## DIRECTIONS:
Your answer should be one number: how many lines of the data include the string "writes"?
=== Section Start ===
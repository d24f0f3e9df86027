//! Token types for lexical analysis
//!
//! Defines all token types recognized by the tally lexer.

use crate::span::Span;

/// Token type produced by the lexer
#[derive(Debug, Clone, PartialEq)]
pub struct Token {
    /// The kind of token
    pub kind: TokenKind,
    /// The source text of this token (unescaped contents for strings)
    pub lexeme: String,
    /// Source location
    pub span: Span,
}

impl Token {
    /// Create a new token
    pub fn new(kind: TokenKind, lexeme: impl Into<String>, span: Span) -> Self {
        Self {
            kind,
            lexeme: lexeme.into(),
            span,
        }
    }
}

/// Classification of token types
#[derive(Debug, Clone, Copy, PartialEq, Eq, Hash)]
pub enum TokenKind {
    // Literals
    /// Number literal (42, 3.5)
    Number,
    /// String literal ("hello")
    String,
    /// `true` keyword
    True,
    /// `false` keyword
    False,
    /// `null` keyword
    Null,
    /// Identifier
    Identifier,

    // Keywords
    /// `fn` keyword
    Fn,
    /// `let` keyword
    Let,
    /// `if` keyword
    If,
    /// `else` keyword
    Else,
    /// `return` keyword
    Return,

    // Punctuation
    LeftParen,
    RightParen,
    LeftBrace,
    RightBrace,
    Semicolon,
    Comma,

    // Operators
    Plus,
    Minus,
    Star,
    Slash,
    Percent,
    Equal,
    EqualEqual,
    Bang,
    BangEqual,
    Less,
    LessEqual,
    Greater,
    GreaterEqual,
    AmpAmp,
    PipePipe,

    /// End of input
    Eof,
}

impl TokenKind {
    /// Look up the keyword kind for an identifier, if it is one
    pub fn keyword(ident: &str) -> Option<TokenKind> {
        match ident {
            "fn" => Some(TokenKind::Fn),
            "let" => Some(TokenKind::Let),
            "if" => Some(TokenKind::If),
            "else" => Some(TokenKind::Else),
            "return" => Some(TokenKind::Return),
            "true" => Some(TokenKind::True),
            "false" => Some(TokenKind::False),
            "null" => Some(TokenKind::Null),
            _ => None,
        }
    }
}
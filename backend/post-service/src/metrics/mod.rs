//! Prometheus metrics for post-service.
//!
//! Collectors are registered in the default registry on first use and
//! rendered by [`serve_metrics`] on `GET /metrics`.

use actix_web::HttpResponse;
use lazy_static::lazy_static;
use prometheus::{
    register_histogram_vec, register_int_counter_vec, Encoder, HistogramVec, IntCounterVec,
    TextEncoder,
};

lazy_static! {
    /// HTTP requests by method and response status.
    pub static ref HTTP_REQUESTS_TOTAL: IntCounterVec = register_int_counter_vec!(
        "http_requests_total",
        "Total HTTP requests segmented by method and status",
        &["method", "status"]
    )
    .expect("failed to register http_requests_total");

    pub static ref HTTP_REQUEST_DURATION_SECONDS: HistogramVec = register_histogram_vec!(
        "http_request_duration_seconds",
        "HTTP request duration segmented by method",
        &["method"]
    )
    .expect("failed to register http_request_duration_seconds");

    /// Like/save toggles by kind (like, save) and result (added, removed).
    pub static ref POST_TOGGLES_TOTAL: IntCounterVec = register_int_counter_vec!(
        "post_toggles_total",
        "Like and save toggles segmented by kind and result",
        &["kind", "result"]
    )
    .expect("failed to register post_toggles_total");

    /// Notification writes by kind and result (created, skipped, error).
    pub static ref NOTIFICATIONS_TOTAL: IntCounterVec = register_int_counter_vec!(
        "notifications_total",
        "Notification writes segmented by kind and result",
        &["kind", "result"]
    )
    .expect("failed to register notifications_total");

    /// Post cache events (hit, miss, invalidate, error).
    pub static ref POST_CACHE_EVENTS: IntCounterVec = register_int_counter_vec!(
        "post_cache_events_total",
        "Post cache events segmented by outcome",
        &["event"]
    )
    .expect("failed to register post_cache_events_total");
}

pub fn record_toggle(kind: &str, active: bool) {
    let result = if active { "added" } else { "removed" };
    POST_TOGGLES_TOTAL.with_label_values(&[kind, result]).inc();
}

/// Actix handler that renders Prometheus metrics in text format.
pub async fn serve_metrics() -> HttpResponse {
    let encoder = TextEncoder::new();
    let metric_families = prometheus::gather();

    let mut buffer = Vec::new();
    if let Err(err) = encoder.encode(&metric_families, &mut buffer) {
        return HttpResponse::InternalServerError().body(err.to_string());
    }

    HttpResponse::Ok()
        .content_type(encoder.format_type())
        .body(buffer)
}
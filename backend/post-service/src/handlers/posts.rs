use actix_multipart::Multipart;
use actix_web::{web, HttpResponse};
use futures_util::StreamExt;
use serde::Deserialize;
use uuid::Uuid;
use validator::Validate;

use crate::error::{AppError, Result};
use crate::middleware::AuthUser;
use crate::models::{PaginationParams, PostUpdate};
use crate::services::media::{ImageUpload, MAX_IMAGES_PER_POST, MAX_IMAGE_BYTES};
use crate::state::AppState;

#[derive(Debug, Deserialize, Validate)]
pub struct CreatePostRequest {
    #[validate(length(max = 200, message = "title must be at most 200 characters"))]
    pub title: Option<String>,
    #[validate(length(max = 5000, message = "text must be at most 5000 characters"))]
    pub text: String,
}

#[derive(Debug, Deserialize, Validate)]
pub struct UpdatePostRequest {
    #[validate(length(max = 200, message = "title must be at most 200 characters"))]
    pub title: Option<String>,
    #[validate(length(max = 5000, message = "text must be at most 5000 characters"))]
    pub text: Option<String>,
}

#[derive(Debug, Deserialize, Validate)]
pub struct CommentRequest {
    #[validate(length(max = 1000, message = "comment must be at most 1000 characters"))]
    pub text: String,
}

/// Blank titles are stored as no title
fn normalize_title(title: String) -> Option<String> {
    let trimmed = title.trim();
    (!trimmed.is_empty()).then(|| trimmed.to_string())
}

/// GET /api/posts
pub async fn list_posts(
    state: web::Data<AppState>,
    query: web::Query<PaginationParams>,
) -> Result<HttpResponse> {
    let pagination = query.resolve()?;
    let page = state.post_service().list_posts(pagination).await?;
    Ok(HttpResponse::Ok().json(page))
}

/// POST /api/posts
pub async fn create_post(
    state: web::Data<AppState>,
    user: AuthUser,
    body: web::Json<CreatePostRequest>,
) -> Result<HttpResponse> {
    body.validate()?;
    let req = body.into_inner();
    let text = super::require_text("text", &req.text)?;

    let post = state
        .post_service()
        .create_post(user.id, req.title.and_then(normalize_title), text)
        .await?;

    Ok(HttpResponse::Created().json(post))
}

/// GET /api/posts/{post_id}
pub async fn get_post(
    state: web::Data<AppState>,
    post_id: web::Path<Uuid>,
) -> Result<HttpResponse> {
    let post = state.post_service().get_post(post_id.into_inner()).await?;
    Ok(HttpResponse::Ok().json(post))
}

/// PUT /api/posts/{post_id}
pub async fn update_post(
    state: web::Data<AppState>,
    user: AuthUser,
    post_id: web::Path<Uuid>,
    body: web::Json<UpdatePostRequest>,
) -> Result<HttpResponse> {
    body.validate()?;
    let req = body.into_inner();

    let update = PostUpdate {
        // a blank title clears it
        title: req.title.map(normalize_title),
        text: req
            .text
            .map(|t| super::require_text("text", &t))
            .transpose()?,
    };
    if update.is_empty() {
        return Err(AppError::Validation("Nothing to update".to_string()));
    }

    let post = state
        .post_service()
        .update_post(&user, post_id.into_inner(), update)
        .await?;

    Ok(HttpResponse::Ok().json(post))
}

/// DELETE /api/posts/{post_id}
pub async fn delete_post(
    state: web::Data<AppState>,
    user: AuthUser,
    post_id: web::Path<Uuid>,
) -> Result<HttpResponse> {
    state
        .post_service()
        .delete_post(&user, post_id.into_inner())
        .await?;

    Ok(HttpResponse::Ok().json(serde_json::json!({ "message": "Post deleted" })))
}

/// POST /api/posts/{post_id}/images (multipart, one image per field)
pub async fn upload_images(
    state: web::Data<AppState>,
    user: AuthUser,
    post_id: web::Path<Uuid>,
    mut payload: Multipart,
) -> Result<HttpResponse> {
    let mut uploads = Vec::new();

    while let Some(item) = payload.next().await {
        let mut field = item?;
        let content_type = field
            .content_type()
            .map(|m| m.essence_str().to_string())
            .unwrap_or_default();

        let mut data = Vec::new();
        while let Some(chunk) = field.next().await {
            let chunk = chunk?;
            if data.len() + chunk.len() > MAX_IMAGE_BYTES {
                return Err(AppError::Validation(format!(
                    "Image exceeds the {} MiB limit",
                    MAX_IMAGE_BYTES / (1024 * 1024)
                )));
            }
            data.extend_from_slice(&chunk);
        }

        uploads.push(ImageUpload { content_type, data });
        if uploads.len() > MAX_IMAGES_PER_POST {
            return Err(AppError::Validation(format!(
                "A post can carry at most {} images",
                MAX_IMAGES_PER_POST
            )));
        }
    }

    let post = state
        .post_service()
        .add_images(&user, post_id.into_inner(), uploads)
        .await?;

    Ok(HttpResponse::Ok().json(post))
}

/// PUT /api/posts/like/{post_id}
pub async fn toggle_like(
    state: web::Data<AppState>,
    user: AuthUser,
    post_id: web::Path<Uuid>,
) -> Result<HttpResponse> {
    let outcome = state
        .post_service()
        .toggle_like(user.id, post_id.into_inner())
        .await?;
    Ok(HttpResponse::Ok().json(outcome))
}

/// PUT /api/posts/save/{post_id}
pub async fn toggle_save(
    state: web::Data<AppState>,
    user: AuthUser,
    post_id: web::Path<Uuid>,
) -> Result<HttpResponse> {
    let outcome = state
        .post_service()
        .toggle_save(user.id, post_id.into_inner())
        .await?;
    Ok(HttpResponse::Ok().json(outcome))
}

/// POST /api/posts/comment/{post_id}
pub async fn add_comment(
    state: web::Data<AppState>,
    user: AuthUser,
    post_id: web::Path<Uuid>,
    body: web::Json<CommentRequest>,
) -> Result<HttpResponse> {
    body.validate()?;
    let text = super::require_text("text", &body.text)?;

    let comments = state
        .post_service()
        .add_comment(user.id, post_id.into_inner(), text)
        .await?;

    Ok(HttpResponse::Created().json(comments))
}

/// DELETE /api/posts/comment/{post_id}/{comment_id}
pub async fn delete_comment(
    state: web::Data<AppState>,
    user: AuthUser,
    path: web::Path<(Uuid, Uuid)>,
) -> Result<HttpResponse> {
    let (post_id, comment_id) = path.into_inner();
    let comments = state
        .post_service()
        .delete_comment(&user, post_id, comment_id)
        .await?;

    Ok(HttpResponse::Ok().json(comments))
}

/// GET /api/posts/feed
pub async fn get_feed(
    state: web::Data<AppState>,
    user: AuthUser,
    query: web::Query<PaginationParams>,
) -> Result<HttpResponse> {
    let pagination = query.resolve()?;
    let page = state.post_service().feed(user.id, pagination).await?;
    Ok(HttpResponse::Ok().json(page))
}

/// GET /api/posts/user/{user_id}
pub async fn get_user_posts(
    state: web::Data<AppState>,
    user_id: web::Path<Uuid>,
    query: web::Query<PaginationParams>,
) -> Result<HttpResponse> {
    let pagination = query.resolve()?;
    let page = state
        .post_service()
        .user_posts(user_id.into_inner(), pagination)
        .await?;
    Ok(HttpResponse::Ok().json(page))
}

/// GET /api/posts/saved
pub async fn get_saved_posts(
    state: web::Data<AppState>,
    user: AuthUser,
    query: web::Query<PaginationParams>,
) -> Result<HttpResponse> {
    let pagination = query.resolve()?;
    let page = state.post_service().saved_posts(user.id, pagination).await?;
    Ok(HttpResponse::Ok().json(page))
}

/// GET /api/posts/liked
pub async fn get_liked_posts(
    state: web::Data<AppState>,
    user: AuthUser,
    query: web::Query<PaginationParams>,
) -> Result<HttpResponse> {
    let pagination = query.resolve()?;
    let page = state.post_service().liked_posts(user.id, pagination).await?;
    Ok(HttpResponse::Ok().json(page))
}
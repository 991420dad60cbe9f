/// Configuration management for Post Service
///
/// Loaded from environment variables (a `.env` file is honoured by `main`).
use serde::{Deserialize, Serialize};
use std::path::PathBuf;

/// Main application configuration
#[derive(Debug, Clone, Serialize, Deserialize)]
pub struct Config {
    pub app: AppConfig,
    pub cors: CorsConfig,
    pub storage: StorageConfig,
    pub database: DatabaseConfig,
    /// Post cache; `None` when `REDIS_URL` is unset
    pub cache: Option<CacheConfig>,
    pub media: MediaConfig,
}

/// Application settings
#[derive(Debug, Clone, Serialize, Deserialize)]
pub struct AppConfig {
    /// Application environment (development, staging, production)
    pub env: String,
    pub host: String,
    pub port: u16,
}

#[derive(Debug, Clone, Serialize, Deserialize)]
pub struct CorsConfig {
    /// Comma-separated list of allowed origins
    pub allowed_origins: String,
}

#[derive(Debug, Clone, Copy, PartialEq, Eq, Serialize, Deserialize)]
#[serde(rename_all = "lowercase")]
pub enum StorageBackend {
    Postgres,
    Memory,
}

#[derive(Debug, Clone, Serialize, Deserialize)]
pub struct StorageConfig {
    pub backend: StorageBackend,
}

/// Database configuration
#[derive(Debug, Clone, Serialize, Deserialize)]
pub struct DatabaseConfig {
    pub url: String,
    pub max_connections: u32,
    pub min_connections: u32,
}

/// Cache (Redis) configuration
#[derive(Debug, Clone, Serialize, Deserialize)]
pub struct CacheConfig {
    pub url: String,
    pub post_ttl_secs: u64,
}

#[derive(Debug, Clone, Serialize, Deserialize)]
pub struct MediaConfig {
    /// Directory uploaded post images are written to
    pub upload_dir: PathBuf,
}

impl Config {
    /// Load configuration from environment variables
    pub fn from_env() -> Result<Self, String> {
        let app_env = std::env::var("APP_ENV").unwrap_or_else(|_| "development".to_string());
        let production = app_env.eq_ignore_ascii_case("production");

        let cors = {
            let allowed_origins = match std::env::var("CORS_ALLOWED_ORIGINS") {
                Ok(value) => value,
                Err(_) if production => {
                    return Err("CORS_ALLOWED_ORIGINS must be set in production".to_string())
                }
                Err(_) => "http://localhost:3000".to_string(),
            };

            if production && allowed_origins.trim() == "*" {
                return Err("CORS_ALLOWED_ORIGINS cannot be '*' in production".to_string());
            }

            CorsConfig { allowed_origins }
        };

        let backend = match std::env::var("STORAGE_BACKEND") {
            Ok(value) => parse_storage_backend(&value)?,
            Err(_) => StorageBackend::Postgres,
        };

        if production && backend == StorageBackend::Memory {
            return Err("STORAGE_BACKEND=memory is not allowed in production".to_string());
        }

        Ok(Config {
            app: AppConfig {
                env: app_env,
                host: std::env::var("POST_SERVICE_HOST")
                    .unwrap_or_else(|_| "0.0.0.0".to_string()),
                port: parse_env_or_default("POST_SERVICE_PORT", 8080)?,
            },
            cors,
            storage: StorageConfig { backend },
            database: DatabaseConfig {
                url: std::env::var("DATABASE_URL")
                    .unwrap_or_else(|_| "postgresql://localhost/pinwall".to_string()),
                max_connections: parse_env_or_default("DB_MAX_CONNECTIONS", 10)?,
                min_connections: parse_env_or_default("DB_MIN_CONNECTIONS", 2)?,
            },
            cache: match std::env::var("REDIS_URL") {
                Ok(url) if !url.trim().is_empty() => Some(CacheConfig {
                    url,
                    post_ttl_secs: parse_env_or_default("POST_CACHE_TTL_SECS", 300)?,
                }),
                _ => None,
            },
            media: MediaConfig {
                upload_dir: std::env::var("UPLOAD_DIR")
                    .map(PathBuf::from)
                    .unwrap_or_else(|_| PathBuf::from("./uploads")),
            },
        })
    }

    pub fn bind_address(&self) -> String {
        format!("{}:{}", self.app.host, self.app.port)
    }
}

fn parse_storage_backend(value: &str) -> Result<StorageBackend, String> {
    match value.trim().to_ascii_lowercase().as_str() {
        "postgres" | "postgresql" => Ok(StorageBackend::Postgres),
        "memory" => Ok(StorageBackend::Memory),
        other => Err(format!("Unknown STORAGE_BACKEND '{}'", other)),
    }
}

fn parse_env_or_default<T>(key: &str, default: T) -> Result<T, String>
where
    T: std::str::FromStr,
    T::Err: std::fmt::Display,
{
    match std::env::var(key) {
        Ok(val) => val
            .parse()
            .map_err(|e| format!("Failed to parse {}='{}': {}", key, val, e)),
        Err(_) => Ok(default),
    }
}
=== Section End ===
## YOUR RESPONSE:
2